柔道メダリスト殴られる 翌日会見では「銅メダルの代償さ」

[ 2016年8月13日 08:58 ]

 日本代表の応援より睡眠時間の確保を優先する「逆オリンピックおじさん」と化した筆者は、日の丸選手のメダル獲得ライブ場面をほぼ見逃している。でも現地発のトンデモ情報は決して見逃さない。とりわけ10日に飛び込んできた「柔道メダリスト殴られる」のニュースにはググッと反応してしまった。

 被害に遭ったのはベルギーの柔道男子73キロ級代表、ディルク・バンティヘルト(32)。8日の準決勝で日本の大野将平(24)にともえ投げを喫し敗れたものの、3位決定戦ではハンガリーのミロクシュ・ウングバリ(35)に腕ひしぎ十字固めで一本勝ちし、銅メダルを獲得した猛者だ。

 ベルギー紙「ル・ソワール」によると、彼は日付が変わった9日未明までリオ市内のコパカバーナ海岸に繰り出し、練習パートナーのマティアス・カス氏とともに「お祝い」をしていた。ところがそこに現れた女性がカス氏のスマホを強奪。追いかけたバンティヘルトは「別の女性」と格闘、左目を負傷し病院で治療を受けたという。

 ここまで読んで「ん?」と引っかかった。被害に遭ったバンティヘルトもカス氏も柔道選手。73キロ級だから決して大柄ではないが、想像してほしい。世界トップクラスの柔道家が練習仲間と連れだって夜の街を歩いている様を。「お祝い」なのだから2人ともシラフではなく、むしろ時間的にはヘベレケだった可能性があるものの、格闘選手特有の強烈なオーラが漂っていたはずだ。どれほど屈強な強盗だって、それなりの心得がなければ、彼らと事を起こそうなど思わないだろう。

 それでも彼らは襲われた。しかも女性に。

 僚友のスマホを奪った盗人を追跡した銅メダリストは左目の下に黒いアザが残るほどのダメージを受けた。たぶんグーパンチだ。しかも女性の。

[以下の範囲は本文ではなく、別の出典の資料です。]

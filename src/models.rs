use chrono::{DateTime, Utc};
use serde::Serialize;
use uuid::Uuid;

use crate::scoring;

/// One of the three labels the external classifier can return.
#[derive(Debug, Clone, Copy, PartialEq, Eq, Hash, Serialize)]
#[serde(rename_all = "lowercase")]
pub enum SentimentLabel {
    Happy,
    Neutral,
    Unhappy,
}

impl SentimentLabel {
    pub fn as_str(self) -> &'static str {
        match self {
            SentimentLabel::Happy => "happy",
            SentimentLabel::Neutral => "neutral",
            SentimentLabel::Unhappy => "unhappy",
        }
    }

    pub fn from_label(value: &str) -> Option<Self> {
        match value {
            "happy" => Some(SentimentLabel::Happy),
            "neutral" => Some(SentimentLabel::Neutral),
            "unhappy" => Some(SentimentLabel::Unhappy),
            _ => None,
        }
    }

    /// Fixed score table: happy 3, neutral 2, unhappy 1.
    pub fn score(self) -> u8 {
        match self {
            SentimentLabel::Happy => 3,
            SentimentLabel::Neutral => 2,
            SentimentLabel::Unhappy => 1,
        }
    }
}

impl std::fmt::Display for SentimentLabel {
    fn fmt(&self, f: &mut std::fmt::Formatter<'_>) -> std::fmt::Result {
        f.write_str(self.as_str())
    }
}

/// The four recognized feedback sections.
#[derive(Debug, Clone, Copy, PartialEq, Eq, Hash)]
pub enum Section {
    CourseExpertise,
    CourseContents,
    LabInfrastructure,
    LibraryFacility,
}

impl Section {
    pub const ALL: [Section; 4] = [
        Section::CourseExpertise,
        Section::CourseContents,
        Section::LabInfrastructure,
        Section::LibraryFacility,
    ];

    /// Wire key used in JSON payloads.
    pub fn key(self) -> &'static str {
        match self {
            Section::CourseExpertise => "courseExpertise",
            Section::CourseContents => "courseContents",
            Section::LabInfrastructure => "labInfrastructure",
            Section::LibraryFacility => "libraryFacility",
        }
    }

    pub fn from_key(key: &str) -> Option<Self> {
        Section::ALL.into_iter().find(|section| section.key() == key)
    }

    pub fn title(self) -> &'static str {
        match self {
            Section::CourseExpertise => "Course Expertise",
            Section::CourseContents => "Course Contents",
            Section::LabInfrastructure => "Lab Infrastructure",
            Section::LibraryFacility => "Library Facility",
        }
    }

    /// Column prefix in the `feedback` table.
    pub fn column(self) -> &'static str {
        match self {
            Section::CourseExpertise => "course_expertise",
            Section::CourseContents => "course_contents",
            Section::LabInfrastructure => "lab_infrastructure",
            Section::LibraryFacility => "library_facility",
        }
    }
}

impl std::fmt::Display for Section {
    fn fmt(&self, f: &mut std::fmt::Formatter<'_>) -> std::fmt::Result {
        f.write_str(self.key())
    }
}

/// A value per recognized section. The field set is the section set, so a
/// `Sections<T>` can never carry an extra or a missing section.
#[derive(Debug, Clone, PartialEq, Serialize)]
#[serde(rename_all = "camelCase")]
pub struct Sections<T> {
    pub course_expertise: T,
    pub course_contents: T,
    pub lab_infrastructure: T,
    pub library_facility: T,
}

impl<T> Sections<T> {
    pub fn from_fn(mut f: impl FnMut(Section) -> T) -> Self {
        Sections {
            course_expertise: f(Section::CourseExpertise),
            course_contents: f(Section::CourseContents),
            lab_infrastructure: f(Section::LabInfrastructure),
            library_facility: f(Section::LibraryFacility),
        }
    }

    pub fn get(&self, section: Section) -> &T {
        match section {
            Section::CourseExpertise => &self.course_expertise,
            Section::CourseContents => &self.course_contents,
            Section::LabInfrastructure => &self.lab_infrastructure,
            Section::LibraryFacility => &self.library_facility,
        }
    }

    pub fn map<U>(self, mut f: impl FnMut(Section, T) -> U) -> Sections<U> {
        Sections {
            course_expertise: f(Section::CourseExpertise, self.course_expertise),
            course_contents: f(Section::CourseContents, self.course_contents),
            lab_infrastructure: f(Section::LabInfrastructure, self.lab_infrastructure),
            library_facility: f(Section::LibraryFacility, self.library_facility),
        }
    }

    pub fn iter(&self) -> impl Iterator<Item = (Section, &T)> {
        Section::ALL.into_iter().map(move |section| (section, self.get(section)))
    }
}

/// Classified text for one section. The score is always derived from the
/// sentiment, so the two cannot diverge.
#[derive(Debug, Clone, PartialEq, Eq, Serialize)]
pub struct SectionFeedback {
    text: String,
    sentiment: SentimentLabel,
    score: u8,
}

impl SectionFeedback {
    pub fn new(text: String, sentiment: SentimentLabel) -> Self {
        Self {
            text,
            sentiment,
            score: sentiment.score(),
        }
    }

    pub fn text(&self) -> &str {
        &self.text
    }

    pub fn sentiment(&self) -> SentimentLabel {
        self.sentiment
    }

    pub fn score(&self) -> u8 {
        self.score
    }
}

/// A fully classified submission that has not been persisted yet.
#[derive(Debug, Clone, PartialEq)]
pub struct FeedbackDraft {
    sections: Sections<SectionFeedback>,
    overall_sentiment: SentimentLabel,
}

impl FeedbackDraft {
    pub fn new(sections: Sections<SectionFeedback>) -> Self {
        let scores = sections.iter().map(|(_, entry)| entry.score());
        let overall_sentiment = scoring::overall_sentiment(scores);
        Self {
            sections,
            overall_sentiment,
        }
    }

    pub fn sections(&self) -> &Sections<SectionFeedback> {
        &self.sections
    }

    pub fn overall_sentiment(&self) -> SentimentLabel {
        self.overall_sentiment
    }
}

/// An immutable, persisted feedback record.
#[derive(Debug, Clone, PartialEq, Serialize)]
#[serde(rename_all = "camelCase")]
pub struct FeedbackRecord {
    pub id: Uuid,
    pub timestamp: DateTime<Utc>,
    pub feedback: Sections<SectionFeedback>,
    pub overall_sentiment: SentimentLabel,
}

impl FeedbackRecord {
    pub fn from_draft(id: Uuid, timestamp: DateTime<Utc>, draft: FeedbackDraft) -> Self {
        Self {
            id,
            timestamp,
            feedback: draft.sections,
            overall_sentiment: draft.overall_sentiment,
        }
    }
}

#[derive(Debug, Clone, PartialEq, Serialize)]
#[serde(rename_all = "camelCase")]
pub struct Course {
    pub id: Uuid,
    pub course_name: String,
    pub created_at: DateTime<Utc>,
    /// Linked feedback record ids in link order.
    pub feedback: Vec<Uuid>,
}

#[derive(Debug, Clone, Default, PartialEq, Eq, Serialize)]
pub struct SentimentDistribution {
    pub happy: usize,
    pub neutral: usize,
    pub unhappy: usize,
}

#[derive(Debug, Clone, PartialEq, Serialize)]
#[serde(rename_all = "camelCase")]
pub struct CourseAnalytics {
    pub course_id: Uuid,
    pub total: usize,
    pub distribution: SentimentDistribution,
    /// `None` when the course has no feedback yet.
    pub section_means: Sections<Option<f64>>,
}

#[cfg(test)]
mod tests {
    use super::*;

    #[test]
    fn score_table_is_fixed() {
        assert_eq!(SentimentLabel::Happy.score(), 3);
        assert_eq!(SentimentLabel::Neutral.score(), 2);
        assert_eq!(SentimentLabel::Unhappy.score(), 1);
    }

    #[test]
    fn labels_parse_only_exact_values() {
        for label in [SentimentLabel::Happy, SentimentLabel::Neutral, SentimentLabel::Unhappy] {
            assert_eq!(SentimentLabel::from_label(label.as_str()), Some(label));
        }
        assert_eq!(SentimentLabel::from_label("Happy"), None);
        assert_eq!(SentimentLabel::from_label("positive"), None);
        assert_eq!(SentimentLabel::from_label(""), None);
    }

    #[test]
    fn section_keys_round_trip() {
        for section in Section::ALL {
            assert_eq!(Section::from_key(section.key()), Some(section));
        }
        assert_eq!(Section::from_key("course_expertise"), None);
    }

    #[test]
    fn section_feedback_derives_score() {
        let entry = SectionFeedback::new("great lab".to_string(), SentimentLabel::Neutral);
        assert_eq!(entry.score(), 2);
        assert_eq!(entry.sentiment(), SentimentLabel::Neutral);
    }

    #[test]
    fn record_serializes_with_wire_keys() {
        let sections = Sections::from_fn(|section| {
            SectionFeedback::new(section.title().to_string(), SentimentLabel::Happy)
        });
        let record = FeedbackRecord::from_draft(Uuid::nil(), Utc::now(), FeedbackDraft::new(sections));
        let json = serde_json::to_value(&record).unwrap();

        assert_eq!(json["overallSentiment"], "happy");
        assert_eq!(json["feedback"]["labInfrastructure"]["score"], 3);
        assert_eq!(json["feedback"]["courseExpertise"]["sentiment"], "happy");
        assert_eq!(json["feedback"]["libraryFacility"]["text"], "Library Facility");
    }
}
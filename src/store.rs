//! Storage seam for feedback records and the course registry.

use async_trait::async_trait;
use uuid::Uuid;

use crate::error::FeedbackError;
use crate::models::{Course, FeedbackDraft, FeedbackRecord};

#[async_trait]
pub trait FeedbackStore: Send + Sync {
    /// Writes the record, assigning its id and timestamp.
    async fn save(&self, draft: FeedbackDraft) -> Result<FeedbackRecord, FeedbackError>;

    /// Appends `record_id` to the course's feedback list. Must be atomic with
    /// respect to concurrent appends for the same course.
    async fn link_to_course(&self, course_id: Uuid, record_id: Uuid) -> Result<(), FeedbackError>;

    async fn create_course(&self, course_name: &str) -> Result<Course, FeedbackError>;

    async fn list_courses(&self) -> Result<Vec<Course>, FeedbackError>;

    async fn find_course(&self, course_id: Uuid) -> Result<Option<Course>, FeedbackError>;

    /// Records linked to the course, in link order.
    async fn course_feedback(&self, course_id: Uuid) -> Result<Vec<FeedbackRecord>, FeedbackError>;

    async fn find_feedback(&self, record_id: Uuid) -> Result<Option<FeedbackRecord>, FeedbackError>;

    /// Persisted records that no course links to.
    async fn unlinked_feedback(&self) -> Result<Vec<FeedbackRecord>, FeedbackError>;
}

pub(crate) fn require_course_name(course_name: &str) -> Result<&str, FeedbackError> {
    let trimmed = course_name.trim();
    if trimmed.is_empty() {
        return Err(FeedbackError::Validation("courseName must not be empty".to_string()));
    }
    Ok(trimmed)
}

#[cfg(test)]
pub mod memory {
    use std::collections::HashMap;
    use std::sync::atomic::{AtomicBool, Ordering};
    use std::sync::Mutex;

    use chrono::Utc;

    use super::*;

    #[derive(Default)]
    struct State {
        courses: Vec<Course>,
        records: HashMap<Uuid, FeedbackRecord>,
    }

    /// Mutex-guarded store used by tests. Appends happen under the lock.
    #[derive(Default)]
    pub struct MemoryStore {
        state: Mutex<State>,
        fail_saves: AtomicBool,
        fail_links: AtomicBool,
    }

    impl MemoryStore {
        pub fn new() -> Self {
            Self::default()
        }

        pub fn fail_saves(&self, fail: bool) {
            self.fail_saves.store(fail, Ordering::SeqCst);
        }

        pub fn fail_links(&self, fail: bool) {
            self.fail_links.store(fail, Ordering::SeqCst);
        }

        pub fn record_count(&self) -> usize {
            self.state.lock().unwrap().records.len()
        }
    }

    #[async_trait]
    impl FeedbackStore for MemoryStore {
        async fn save(&self, draft: FeedbackDraft) -> Result<FeedbackRecord, FeedbackError> {
            if self.fail_saves.load(Ordering::SeqCst) {
                return Err(FeedbackError::Persistence("store unavailable".to_string()));
            }
            let record = FeedbackRecord::from_draft(Uuid::new_v4(), Utc::now(), draft);
            self.state
                .lock()
                .unwrap()
                .records
                .insert(record.id, record.clone());
            Ok(record)
        }

        async fn link_to_course(&self, course_id: Uuid, record_id: Uuid) -> Result<(), FeedbackError> {
            let link_error = |reason: &str| FeedbackError::Link {
                record_id,
                course_id,
                reason: reason.to_string(),
            };
            if self.fail_links.load(Ordering::SeqCst) {
                return Err(link_error("store unavailable"));
            }
            let mut state = self.state.lock().unwrap();
            if !state.records.contains_key(&record_id) {
                return Err(link_error("feedback record does not exist"));
            }
            let course = state
                .courses
                .iter_mut()
                .find(|course| course.id == course_id)
                .ok_or_else(|| link_error("course not found"))?;
            course.feedback.push(record_id);
            Ok(())
        }

        async fn create_course(&self, course_name: &str) -> Result<Course, FeedbackError> {
            let course = Course {
                id: Uuid::new_v4(),
                course_name: require_course_name(course_name)?.to_string(),
                created_at: Utc::now(),
                feedback: Vec::new(),
            };
            self.state.lock().unwrap().courses.push(course.clone());
            Ok(course)
        }

        async fn list_courses(&self) -> Result<Vec<Course>, FeedbackError> {
            Ok(self.state.lock().unwrap().courses.clone())
        }

        async fn find_course(&self, course_id: Uuid) -> Result<Option<Course>, FeedbackError> {
            Ok(self
                .state
                .lock()
                .unwrap()
                .courses
                .iter()
                .find(|course| course.id == course_id)
                .cloned())
        }

        async fn course_feedback(&self, course_id: Uuid) -> Result<Vec<FeedbackRecord>, FeedbackError> {
            let state = self.state.lock().unwrap();
            let course = state
                .courses
                .iter()
                .find(|course| course.id == course_id)
                .ok_or(FeedbackError::CourseNotFound(course_id))?;
            Ok(course
                .feedback
                .iter()
                .filter_map(|id| state.records.get(id).cloned())
                .collect())
        }

        async fn find_feedback(&self, record_id: Uuid) -> Result<Option<FeedbackRecord>, FeedbackError> {
            Ok(self.state.lock().unwrap().records.get(&record_id).cloned())
        }

        async fn unlinked_feedback(&self) -> Result<Vec<FeedbackRecord>, FeedbackError> {
            let state = self.state.lock().unwrap();
            let mut orphans: Vec<FeedbackRecord> = state
                .records
                .values()
                .filter(|record| {
                    !state
                        .courses
                        .iter()
                        .any(|course| course.feedback.contains(&record.id))
                })
                .cloned()
                .collect();
            orphans.sort_by_key(|record| record.timestamp);
            Ok(orphans)
        }
    }
}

 驚きはさらに続く。地元紙「オ・グロボ」は、銅メダリストに一撃を浴びせたとおぼしき人物について「ブラジル人のコールガールだった」と衝撃の事実を明かした。えっコールガール?

 以上の事件が表面化する数時間前、バンティヘルトは「一夜明け会見」に出席してベルギー・メディアの取材を受けている。当然、左目の異常に誰もが気がつく。ご本人は「これ?銅メダルの代償さ」とキザなセリフを吐いたらしいが、女性にパンチを浴びた恥ずかしさから本当のことを言えなかったのではと察するしかない。

 それにしても例のコールガール、もしかしてボクシング経験者なのか。柔道では打撃技が禁止されているので、それを承知の上で右ストレートを繰り出した可能性もある。万一組まれたら、必殺の腕ひしぎ十字固めを食らってしまう。きっと前夜はバンティヘルトの試合を見て研究したのだろう。

 ブラジルのボクシング関係者は彼女をスカウトすべきだ。銅メダリストをKOしたのだから、銀メダルくらいは狙えそう。4年後の東京大会では「ブラジルのしずちゃん」として話題になるかもしれない。